Teaching Through Problem-Solving

The report, Adding It Up: Helping Children Learn Mathematics, begins with a strong statement, “All young Americans must learn to think mathematically, and they must think mathematically to learn.” Adding It Up breaks down what it means to think mathematically into several strands of proficiency. These abilities are described as five interwoven and interdependent strands.
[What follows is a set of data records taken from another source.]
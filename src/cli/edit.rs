//! One-shot `edit` command
//!
//! Runs the same pipeline as the server, in the foreground: probe the
//! editing service, edit every chunk while printing progress, then export the
//! result. File inputs are exported next to the first file as
//! `{stem}_edited.{ext}` unless `--output` says otherwise. Ctrl-C cancels the
//! run and leaves the previous artifact in place.

use super::output::Output;
use crate::document::{combine_uploads, edited_file_name, encode, DocumentFormat, Upload};
use crate::editing::RunRequest;
use crate::types::{AppError, Result, RunSummary};
use crate::AppState;
use std::fs;
use std::io::Read;
use std::path::{Path, PathBuf};

/// What the `edit` command works on
#[derive(Debug, Clone)]
pub enum EditInput {
    /// Literal text from `--text`
    Text(String),
    /// Standard input (`-`)
    Stdin,
    /// One or more `.txt` / `.docx` files, joined in order
    Files(Vec<PathBuf>),
}

impl EditInput {
    pub fn from_args(inputs: Vec<PathBuf>, text: Option<String>) -> Self {
        match text {
            Some(text) => EditInput::Text(text),
            None if inputs.len() == 1 && inputs[0] == Path::new("-") => EditInput::Stdin,
            None => EditInput::Files(inputs),
        }
    }

    /// Load the text and the names of its sources.
    pub fn load(self) -> Result<(String, Vec<String>)> {
        match self {
            EditInput::Text(text) => Ok((text, Vec::new())),
            EditInput::Stdin => {
                let mut bytes = Vec::new();
                std::io::stdin()
                    .read_to_end(&mut bytes)
                    .map_err(|e| AppError::InvalidInput(format!("Failed to read stdin: {}", e)))?;
                Ok((crate::document::decode_text_lossy(&bytes), Vec::new()))
            }
            EditInput::Files(paths) => {
                let uploads = paths
                    .iter()
                    .map(|path| {
                        let bytes = fs::read(path).map_err(|e| {
                            AppError::InvalidInput(format!(
                                "Cannot read {}: {}",
                                path.display(),
                                e
                            ))
                        })?;
                        let file_name = path
                            .file_name()
                            .and_then(|n| n.to_str())
                            .unwrap_or_default()
                            .to_string();
                        Ok(Upload { file_name, bytes })
                    })
                    .collect::<Result<Vec<_>>>()?;

                let text = combine_uploads(&uploads)?;
                Ok((text, uploads.into_iter().map(|u| u.file_name).collect()))
            }
        }
    }
}

/// Options of one `edit` invocation
#[derive(Debug, Clone)]
pub struct EditOptions {
    pub input: EditInput,
    pub output: Option<PathBuf>,
    pub format: Option<String>,
}

/// Pick the export format: `--format` wins, then the output extension.
pub fn export_format(output: &Path, format: Option<&str>) -> Result<DocumentFormat> {
    match format {
        Some(format) => format.parse(),
        None => DocumentFormat::from_file_name(&output.to_string_lossy()),
    }
}

/// Where the result goes without `--output`: beside the first input file,
/// named after it. Text and stdin inputs only update the artifact.
pub fn default_export_path(input: &EditInput, format: Option<&str>) -> Result<Option<PathBuf>> {
    let first = match input {
        EditInput::Files(paths) => match paths.first() {
            Some(first) => first,
            None => return Ok(None),
        },
        EditInput::Text(_) | EditInput::Stdin => return Ok(None),
    };

    let name = first.file_name().and_then(|n| n.to_str()).unwrap_or_default();
    let format = match format {
        Some(format) => format.parse()?,
        None => DocumentFormat::from_file_name(name)?,
    };
    Ok(Some(first.with_file_name(edited_file_name(Some(name), format))))
}

/// Run the edit and export the result.
pub async fn run(state: &AppState, options: EditOptions, output: &Output) -> Result<RunSummary> {
    let target = match &options.output {
        Some(path) => Some(path.clone()),
        None => default_export_path(&options.input, options.format.as_deref())?,
    };
    let export = match target {
        Some(path) => {
            let format = export_format(&path, options.format.as_deref())?;
            Some((path, format))
        }
        None => None,
    };

    let (text, sources) = options.input.load()?;
    let estimated_chunks = state.pipeline.chunker().estimate_chunk_count(&text);
    let job = state.jobs.submit(text, sources, estimated_chunks)?;

    output.info(&format!(
        "{} characters, about {} chunk(s), roughly {}s",
        job.text.chars().count(),
        estimated_chunks,
        estimated_chunks as u64 * state.config.editor.seconds_per_chunk
    ));

    state.pipeline.editor().ensure_available().await?;
    output.success(&format!(
        "Model {} is ready",
        state.pipeline.editor().model_name()
    ));

    let ticket = state.jobs.start(job.id)?;
    let interrupt = {
        let cancel = ticket.cancel.clone();
        tokio::spawn(async move {
            if tokio::signal::ctrl_c().await.is_ok() {
                cancel.cancel();
            }
        })
    };

    let request = RunRequest {
        job_id: ticket.job_id,
        text: &ticket.text,
        estimated_chunks: ticket.estimated_chunks,
    };
    let outcome = state
        .pipeline
        .run(request, &ticket.cancel, |progress| {
            state.jobs.update_progress(ticket.job_id, progress);
            if progress.completed > 0 {
                output.progress(
                    progress.completed,
                    progress.actual_total.unwrap_or(progress.estimated_total),
                    progress.percent(),
                );
            }
        })
        .await;

    interrupt.abort();
    state.jobs.finish(ticket.job_id, &outcome);
    let summary = outcome?;

    output.success(&format!(
        "Edited {} chunk(s) in {:.1}s",
        summary.chunks,
        summary.duration_ms as f64 / 1000.0
    ));
    output.kv("artifact", &summary.artifact.display().to_string());

    if let Some((path, format)) = export {
        let text = state.pipeline.store().read_latest()?;
        fs::write(&path, encode(&text, format)?)?;
        output.created(format.extension(), &path.display().to_string());
    }

    Ok(summary)
}
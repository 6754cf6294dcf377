//! Job submission and run control handlers.

use crate::{
    document::{combine_uploads, Upload},
    jobs,
    types::{AppError, JobResponse, Result},
    AppState,
};
use axum::{
    extract::{multipart::MultipartError, Multipart, Path, State},
    http::StatusCode,
    Json,
};
use uuid::Uuid;

// ============================================================================
// Submission
// ============================================================================

/// How the text of a submission is supplied
#[derive(Debug, Clone, Copy, PartialEq, Eq)]
enum SubmitMode {
    UploadFile,
    UploadText,
}

impl SubmitMode {
    fn parse(value: &str) -> Result<Self> {
        match value.trim() {
            "upload_file" => Ok(SubmitMode::UploadFile),
            "upload_text" => Ok(SubmitMode::UploadText),
            other => Err(AppError::InvalidInput(format!(
                "Unknown mode '{}', expected 'upload_file' or 'upload_text'",
                other
            ))),
        }
    }
}

#[derive(Debug, Default)]
struct Submission {
    mode: Option<SubmitMode>,
    files: Vec<Upload>,
    text: Option<String>,
}

fn multipart_error(err: MultipartError) -> AppError {
    if err.status() == StatusCode::PAYLOAD_TOO_LARGE {
        AppError::PayloadTooLarge(err.body_text())
    } else {
        AppError::InvalidInput(format!("Malformed form data: {}", err.body_text()))
    }
}

async fn read_submission(mut multipart: Multipart) -> Result<Submission> {
    let mut submission = Submission::default();

    while let Some(field) = multipart.next_field().await.map_err(multipart_error)? {
        let name = field.name().unwrap_or_default().to_string();
        match name.as_str() {
            "mode" => {
                let value = field.text().await.map_err(multipart_error)?;
                submission.mode = Some(SubmitMode::parse(&value)?);
            }
            "file" => {
                let file_name = field.file_name().unwrap_or_default().to_string();
                let bytes = field.bytes().await.map_err(multipart_error)?;
                submission.files.push(Upload {
                    file_name,
                    bytes: bytes.to_vec(),
                });
            }
            "text" => {
                submission.text = Some(field.text().await.map_err(multipart_error)?);
            }
            other => {
                tracing::debug!(field = other, "Ignoring unknown form field");
            }
        }
    }

    Ok(submission)
}

/// Submit text for editing
///
/// Accepts `multipart/form-data` with `mode=upload_file` and one or more
/// `file` fields (`.txt` / `.docx`), or `mode=upload_text` and a `text`
/// field. Without `mode`, the presence of files decides.
#[utoipa::path(
    post,
    path = "/api/jobs",
    request_body(
        content = String,
        content_type = "multipart/form-data",
        description = "`mode`, `file` and `text` fields"
    ),
    responses(
        (status = 201, description = "Job created", body = JobResponse),
        (status = 400, description = "Missing file or text, bad extension, blank text"),
        (status = 413, description = "Upload too large"),
        (status = 422, description = "Unreadable document")
    ),
    tag = "jobs"
)]
pub async fn submit_job(
    State(state): State<AppState>,
    multipart: Multipart,
) -> Result<(StatusCode, Json<JobResponse>)> {
    let submission = read_submission(multipart).await?;

    let mode = submission.mode.unwrap_or(if submission.files.is_empty() {
        SubmitMode::UploadText
    } else {
        SubmitMode::UploadFile
    });

    let (text, sources) = match mode {
        SubmitMode::UploadFile => {
            let text = combine_uploads(&submission.files)?;
            let sources = submission
                .files
                .iter()
                .map(|f| f.file_name.clone())
                .collect();
            (text, sources)
        }
        SubmitMode::UploadText => {
            let text = submission
                .text
                .ok_or_else(|| AppError::InvalidInput("Text box is blank".to_string()))?;
            (text, Vec::new())
        }
    };

    let estimated_chunks = state.pipeline.chunker().estimate_chunk_count(&text);
    let job = state.jobs.submit(text, sources, estimated_chunks)?;

    Ok((
        StatusCode::CREATED,
        Json(job.to_response(state.config.editor.seconds_per_chunk)),
    ))
}

// ============================================================================
// Status
// ============================================================================

/// Get a job's status and progress
#[utoipa::path(
    get,
    path = "/api/jobs/{id}",
    responses(
        (status = 200, description = "Job status", body = JobResponse),
        (status = 404, description = "Job not found")
    ),
    params(("id" = Uuid, Path, description = "Job id")),
    tag = "jobs"
)]
pub async fn get_job(
    State(state): State<AppState>,
    Path(id): Path<Uuid>,
) -> Result<Json<JobResponse>> {
    let job = state.jobs.get(id)?;
    Ok(Json(job.to_response(state.config.editor.seconds_per_chunk)))
}

// ============================================================================
// Run Control
// ============================================================================

/// Start editing a job
///
/// The editing service is probed first; when it is unreachable or the model
/// is missing nothing is processed. The run itself continues in the
/// background, poll `GET /api/jobs/{id}` for progress.
#[utoipa::path(
    post,
    path = "/api/jobs/{id}/run",
    responses(
        (status = 202, description = "Run started", body = JobResponse),
        (status = 404, description = "Job not found"),
        (status = 409, description = "Another run is active"),
        (status = 503, description = "Editing service unavailable")
    ),
    params(("id" = Uuid, Path, description = "Job id")),
    tag = "jobs"
)]
pub async fn run_job(
    State(state): State<AppState>,
    Path(id): Path<Uuid>,
) -> Result<(StatusCode, Json<JobResponse>)> {
    state.jobs.get(id)?;

    if let Err(e) = state.pipeline.editor().ensure_available().await {
        tracing::error!(job_id = %id, error = %e, "Health probe failed, run refused");
        return Err(e);
    }

    let ticket = state.jobs.start(id)?;
    tracing::info!(job_id = %id, "Run started");
    tokio::spawn(jobs::drive(
        state.jobs.clone(),
        state.pipeline.clone(),
        ticket,
    ));

    let job = state.jobs.get(id)?;
    Ok((
        StatusCode::ACCEPTED,
        Json(job.to_response(state.config.editor.seconds_per_chunk)),
    ))
}

/// Cancel a running job
#[utoipa::path(
    post,
    path = "/api/jobs/{id}/cancel",
    responses(
        (status = 202, description = "Cancellation requested", body = JobResponse),
        (status = 404, description = "Job not found"),
        (status = 409, description = "Job is not running")
    ),
    params(("id" = Uuid, Path, description = "Job id")),
    tag = "jobs"
)]
pub async fn cancel_job(
    State(state): State<AppState>,
    Path(id): Path<Uuid>,
) -> Result<(StatusCode, Json<JobResponse>)> {
    state.jobs.cancel(id)?;
    let job = state.jobs.get(id)?;
    Ok((
        StatusCode::ACCEPTED,
        Json(job.to_response(state.config.editor.seconds_per_chunk)),
    ))
}
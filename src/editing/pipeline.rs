//! Editor pipeline: chunk, edit each chunk in order, publish the result.

use crate::editing::chunker::TextChunker;
use crate::editing::editor::CopyEditor;
use crate::storage::OutputStore;
use crate::types::{AppError, Progress, Result, RunSummary};
use std::sync::Arc;
use std::time::Instant;
use tokio::sync::watch;
use tracing::{debug, error, info, warn};
use uuid::Uuid;

/// Cooperative cancellation for a run. Clones share the same flag.
#[derive(Clone, Debug)]
pub struct CancelSignal {
    tx: Arc<watch::Sender<bool>>,
}

impl CancelSignal {
    pub fn new() -> Self {
        let (tx, _rx) = watch::channel(false);
        Self { tx: Arc::new(tx) }
    }

    pub fn cancel(&self) {
        self.tx.send_replace(true);
    }

    pub fn is_cancelled(&self) -> bool {
        *self.tx.borrow()
    }

    /// Resolves once [`cancel`](Self::cancel) has been called.
    pub async fn cancelled(&self) {
        let mut rx = self.tx.subscribe();
        // The sender lives in `self`, so this only returns once the flag is set
        let _ = rx.wait_for(|cancelled| *cancelled).await;
    }
}

impl Default for CancelSignal {
    fn default() -> Self {
        Self::new()
    }
}

/// Input of one run.
#[derive(Debug, Clone, Copy)]
pub struct RunRequest<'a> {
    pub job_id: Uuid,
    pub text: &'a str,
    /// Upfront estimate shown to the user before chunking
    pub estimated_chunks: usize,
}

pub struct EditorPipeline {
    chunker: TextChunker,
    editor: CopyEditor,
    store: OutputStore,
}

impl EditorPipeline {
    pub fn new(chunker: TextChunker, editor: CopyEditor, store: OutputStore) -> Self {
        Self {
            chunker,
            editor,
            store,
        }
    }

    pub fn chunker(&self) -> &TextChunker {
        &self.chunker
    }

    pub fn editor(&self) -> &CopyEditor {
        &self.editor
    }

    pub fn store(&self) -> &OutputStore {
        &self.store
    }

    /// Run the whole edit.
    ///
    /// Chunks are sent strictly one after another. The first failure aborts
    /// the run; the remaining chunks are never attempted and the previously
    /// published artifact stays as it was. `on_progress` is called once the
    /// chunk count is known and after every edited chunk.
    pub async fn run<F>(
        &self,
        request: RunRequest<'_>,
        cancel: &CancelSignal,
        mut on_progress: F,
    ) -> Result<RunSummary>
    where
        F: FnMut(Progress) + Send,
    {
        let start = Instant::now();
        let job_id = request.job_id;

        let chunks = self.chunker.chunk_with_metadata(request.text);
        if chunks.is_empty() {
            return Err(AppError::InvalidInput(
                "Nothing to edit: the submitted text is empty".to_string(),
            ));
        }

        let total = chunks.len();
        if total != request.estimated_chunks {
            debug!(
                job_id = %job_id,
                estimated = request.estimated_chunks,
                actual = total,
                "Chunk estimate differs from actual count"
            );
        }

        let mut progress = Progress {
            completed: 0,
            estimated_total: request.estimated_chunks,
            actual_total: Some(total),
        };
        on_progress(progress);

        info!(
            job_id = %job_id,
            chunks = total,
            model = %self.editor.model_name(),
            "Starting edit run"
        );

        let mut staged = self.store.begin()?;
        let mut characters_out = 0;

        for chunk in &chunks {
            let index = chunk.index;
            if cancel.is_cancelled() {
                return Err(cancelled(job_id, index, total));
            }

            debug!(job_id = %job_id, chunk = index + 1, size = chunk.size, "Editing chunk");
            let outcome = tokio::select! {
                biased;
                _ = cancel.cancelled() => None,
                result = self.editor.edit(&chunk.content) => Some(result),
            };

            let edited = match outcome {
                None => return Err(cancelled(job_id, index, total)),
                Some(Ok(edited)) => edited,
                Some(Err(e)) => {
                    error!(
                        job_id = %job_id,
                        chunk = index + 1,
                        total,
                        size = chunk.size,
                        error = %e,
                        "Chunk edit failed, aborting run"
                    );
                    return Err(mid_run_failure(e, index, total));
                }
            };

            staged.append(&edited)?;
            characters_out += edited.chars().count();

            progress.completed = index + 1;
            on_progress(progress);
            info!(
                job_id = %job_id,
                completed = progress.completed,
                total,
                size_in = chunk.size,
                bytes_staged = staged.bytes_written(),
                percent = format!("{:.1}", progress.percent()),
                "Editing progress"
            );
        }

        let artifact = staged.commit()?;
        let summary = RunSummary {
            job_id,
            chunks: total,
            characters_in: request.text.chars().count(),
            characters_out,
            duration_ms: start.elapsed().as_millis() as u64,
            artifact,
        };

        info!(
            job_id = %job_id,
            chunks = summary.chunks,
            duration_ms = summary.duration_ms,
            artifact = %summary.artifact.display(),
            "Edit run completed"
        );

        Ok(summary)
    }
}

fn cancelled(job_id: Uuid, index: usize, total: usize) -> AppError {
    warn!(job_id = %job_id, completed = index, total, "Edit run cancelled");
    AppError::Cancelled(format!(
        "Run cancelled after {} of {} chunks",
        index, total
    ))
}

/// Once a run is underway any service failure is a run failure; the chunk
/// position is added for the user.
fn mid_run_failure(err: AppError, index: usize, total: usize) -> AppError {
    match err {
        AppError::ServiceUnavailable(msg) | AppError::ServiceError(msg) => AppError::ServiceError(
            format!("chunk {} of {} failed: {}", index + 1, total, msg),
        ),
        other => other,
    }
}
The report defines them as:

  • conceptual understanding – comprehension of mathematical concepts, operations, and relations
  • procedural fluency – skill in carrying out procedures flexibly, accurately, efficiently, and appropriately
  • strategic competence – ability to formulate, represent, and solve mathematical problems
  • adaptive reasoning – capacity for logical thought, reflection, explanation, and justification
  • productive disposition – habitual inclination to see mathematics as sensible, useful, and worthwhile, coupled with a belief in diligence and one’s own efficacy

However, the common pedagogical strategy of teacher lecture followed by student procedural practice cannot nurture all five strands of proficiency.

In this post I want to share with you Teaching Through Problem-Solving (TTP) an alternative to the teacher-dominated, lecture-based instruction that is commonplace in math classrooms.

First I’ll clarify what I mean by “teacher-dominated, lecture-based instruction”. This sort of instruction is often called “I do, We do, You do”. The teacher first models the process (I Do), then invites the students in performing the procedure together as a whole class (We Do), and finally lets students perform the procedure independently (You Do).  This sort of teaching invites students to spend most of their time doing exercises – completing problems for which a solution method has already been taught.

It also does not create space for students to develop strategic competence and adaptive reasoning. After all, the entire purpose of “I do, We do, You do” is to avoid the productive struggle students necessarily must experience in order for them to develop those proficiencies.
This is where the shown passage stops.